--- Task statement ---
Take the entries below and give them back exactly. Leave out nothing.

--- Records from a data source ---
-*-
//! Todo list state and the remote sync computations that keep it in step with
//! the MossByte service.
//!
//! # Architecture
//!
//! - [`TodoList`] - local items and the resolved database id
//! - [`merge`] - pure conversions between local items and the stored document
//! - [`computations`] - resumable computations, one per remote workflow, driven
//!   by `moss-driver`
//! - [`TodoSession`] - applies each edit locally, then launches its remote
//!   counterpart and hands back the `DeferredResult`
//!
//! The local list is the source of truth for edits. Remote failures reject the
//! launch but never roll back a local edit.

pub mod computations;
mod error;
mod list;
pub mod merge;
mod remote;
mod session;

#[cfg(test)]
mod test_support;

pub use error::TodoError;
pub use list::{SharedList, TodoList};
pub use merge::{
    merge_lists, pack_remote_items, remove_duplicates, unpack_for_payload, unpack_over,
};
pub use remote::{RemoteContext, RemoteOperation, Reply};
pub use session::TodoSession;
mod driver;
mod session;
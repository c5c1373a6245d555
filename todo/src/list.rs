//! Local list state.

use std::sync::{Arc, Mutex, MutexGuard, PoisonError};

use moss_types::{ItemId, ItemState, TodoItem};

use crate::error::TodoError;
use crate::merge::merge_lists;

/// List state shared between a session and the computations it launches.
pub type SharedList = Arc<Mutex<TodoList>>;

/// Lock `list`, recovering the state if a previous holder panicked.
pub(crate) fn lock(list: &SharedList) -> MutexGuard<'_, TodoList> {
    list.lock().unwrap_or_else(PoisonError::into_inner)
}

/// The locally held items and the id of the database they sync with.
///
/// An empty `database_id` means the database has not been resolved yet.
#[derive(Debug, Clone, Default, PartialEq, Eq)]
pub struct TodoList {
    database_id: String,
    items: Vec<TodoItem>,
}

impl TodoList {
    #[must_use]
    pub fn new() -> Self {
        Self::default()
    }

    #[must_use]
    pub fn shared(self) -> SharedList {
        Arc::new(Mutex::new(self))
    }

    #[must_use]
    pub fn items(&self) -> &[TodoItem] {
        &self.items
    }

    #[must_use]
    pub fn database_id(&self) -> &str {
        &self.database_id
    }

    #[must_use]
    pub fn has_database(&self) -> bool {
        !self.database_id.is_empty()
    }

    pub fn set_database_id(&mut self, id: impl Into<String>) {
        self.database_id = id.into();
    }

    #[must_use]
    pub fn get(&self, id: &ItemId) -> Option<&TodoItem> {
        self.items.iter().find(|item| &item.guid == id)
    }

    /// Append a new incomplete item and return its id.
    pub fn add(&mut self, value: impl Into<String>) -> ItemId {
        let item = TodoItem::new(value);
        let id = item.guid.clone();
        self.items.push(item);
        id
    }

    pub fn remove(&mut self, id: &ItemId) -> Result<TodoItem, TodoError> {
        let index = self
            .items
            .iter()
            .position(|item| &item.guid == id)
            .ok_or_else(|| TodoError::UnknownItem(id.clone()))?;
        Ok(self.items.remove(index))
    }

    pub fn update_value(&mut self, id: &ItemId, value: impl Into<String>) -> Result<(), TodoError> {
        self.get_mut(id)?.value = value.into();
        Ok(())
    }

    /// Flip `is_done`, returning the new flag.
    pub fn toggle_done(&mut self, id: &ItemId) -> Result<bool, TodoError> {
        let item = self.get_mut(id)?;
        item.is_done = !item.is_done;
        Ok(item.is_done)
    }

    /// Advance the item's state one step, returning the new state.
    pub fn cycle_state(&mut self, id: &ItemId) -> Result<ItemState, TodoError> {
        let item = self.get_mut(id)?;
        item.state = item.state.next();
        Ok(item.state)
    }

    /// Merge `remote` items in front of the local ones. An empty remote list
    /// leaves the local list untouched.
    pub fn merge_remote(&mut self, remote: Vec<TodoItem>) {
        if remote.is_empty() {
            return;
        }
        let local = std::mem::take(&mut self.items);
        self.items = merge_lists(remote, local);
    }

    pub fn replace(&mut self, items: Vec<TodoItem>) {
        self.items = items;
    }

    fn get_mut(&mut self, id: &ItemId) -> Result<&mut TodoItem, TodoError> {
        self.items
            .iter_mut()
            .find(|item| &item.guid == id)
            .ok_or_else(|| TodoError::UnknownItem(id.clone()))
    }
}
-*-
--- Exercise solution ---
//! Todo list state and the remote sync computations that keep it in step with
//! the MossByte service.
//!
//! # Architecture
//!
//! - [`TodoList`] - local items and the resolved database id
//! - [`merge`] - pure conversions between local items and the stored document
//! - [`computations`] - resumable computations, one per remote workflow, driven
//!   by `moss-driver`
//! - [`TodoSession`] - applies each edit locally, then launches its remote
//!   counterpart and hands back the `DeferredResult`
//!
//! The local list is the source of truth for edits. Remote failures reject the
//! launch but never roll back a local edit.

pub mod computations;
mod error;
mod list;
pub mod merge;
mod remote;
mod session;

#[cfg(test)]
mod test_support;

pub use error::TodoError;
pub use list::{SharedList, TodoList};
pub use merge::{
    merge_lists, pack_remote_items, remove_duplicates, unpack_for_payload, unpack_over,
};
pub use remote::{RemoteContext, RemoteOperation, Reply};
pub use session::TodoSession;
mod driver;
mod session;
repository c5c1373a6245d555
filename todo/src/list.rs
//! Local list state.

use std::sync::{Arc, Mutex, MutexGuard, PoisonError};

use moss_types::{ItemId, ItemState, TodoItem};

use crate::error::TodoError;
use crate::merge::merge_lists;

/// List state shared between a session and the computations it launches.
pub type SharedList = Arc<Mutex<TodoList>>;

/// Lock `list`, recovering the state if a previous holder panicked.
pub(crate) fn lock(list: &SharedList) -> MutexGuard<'_, TodoList> {
    list.lock().unwrap_or_else(PoisonError::into_inner)
}

/// The locally held items and the id of the database they sync with.
///
/// An empty `database_id` means the database has not been resolved yet.
#[derive(Debug, Clone, Default, PartialEq, Eq)]
pub struct TodoList {
    database_id: String,
    items: Vec<TodoItem>,
}

impl TodoList {
    #[must_use]
    pub fn new() -> Self {
        Self::default()
    }

    #[must_use]
    pub fn shared(self) -> SharedList {
        Arc::new(Mutex::new(self))
    }

    #[must_use]
    pub fn items(&self) -> &[TodoItem] {
        &self.items
    }

    #[must_use]
    pub fn database_id(&self) -> &str {
        &self.database_id
    }

    #[must_use]
    pub fn has_database(&self) -> bool {
        !self.database_id.is_empty()
    }

    pub fn set_database_id(&mut self, id: impl Into<String>) {
        self.database_id = id.into();
    }

    #[must_use]
    pub fn get(&self, id: &ItemId) -> Option<&TodoItem> {
        self.items.iter().find(|item| &item.guid == id)
    }

    /// Append a new incomplete item and return its id.
    pub fn add(&mut self, value: impl Into<String>) -> ItemId {
        let item = TodoItem::new(value);
        let id = item.guid.clone();
        self.items.push(item);
        id
    }

    pub fn remove(&mut self, id: &ItemId) -> Result<TodoItem, TodoError> {
        let index = self
            .items
            .iter()
            .position(|item| &item.guid == id)
            .ok_or_else(|| TodoError::UnknownItem(id.clone()))?;
        Ok(self.items.remove(index))
    }

    pub fn update_value(&mut self, id: &ItemId, value: impl Into<String>) -> Result<(), TodoError> {
        self.get_mut(id)?.value = value.into();
        Ok(())
    }

    /// Flip `is_done`, returning the new flag.
    pub fn toggle_done(&mut self, id: &ItemId) -> Result<bool, TodoError> {
        let item = self.get_mut(id)?;
        item.is_done = !item.is_done;
        Ok(item.is_done)
    }

    /// Advance the item's state one step, returning the new state.
    pub fn cycle_state(&mut self, id: &ItemId) -> Result<ItemState, TodoError> {
        let item = self.get_mut(id)?;
        item.state = item.state.next();
        Ok(item.state)
    }

    /// Merge `remote` items in front of the local ones. An empty remote list
    /// leaves the local list untouched.
    pub fn merge_remote(&mut self, remote: Vec<TodoItem>) {
        if remote.is_empty() {
            return;
        }
        let local = std::mem::take(&mut self.items);
        self.items = merge_lists(remote, local);
    }

    pub fn replace(&mut self, items: Vec<TodoItem>) {
        self.items = items;
    }

    fn get_mut(&mut self, id: &ItemId) -> Result<&mut TodoItem, TodoError> {
        self.items
            .iter_mut()
            .find(|item| &item.guid == id)
            .ok_or_else(|| TodoError::UnknownItem(id.clone()))
    }
}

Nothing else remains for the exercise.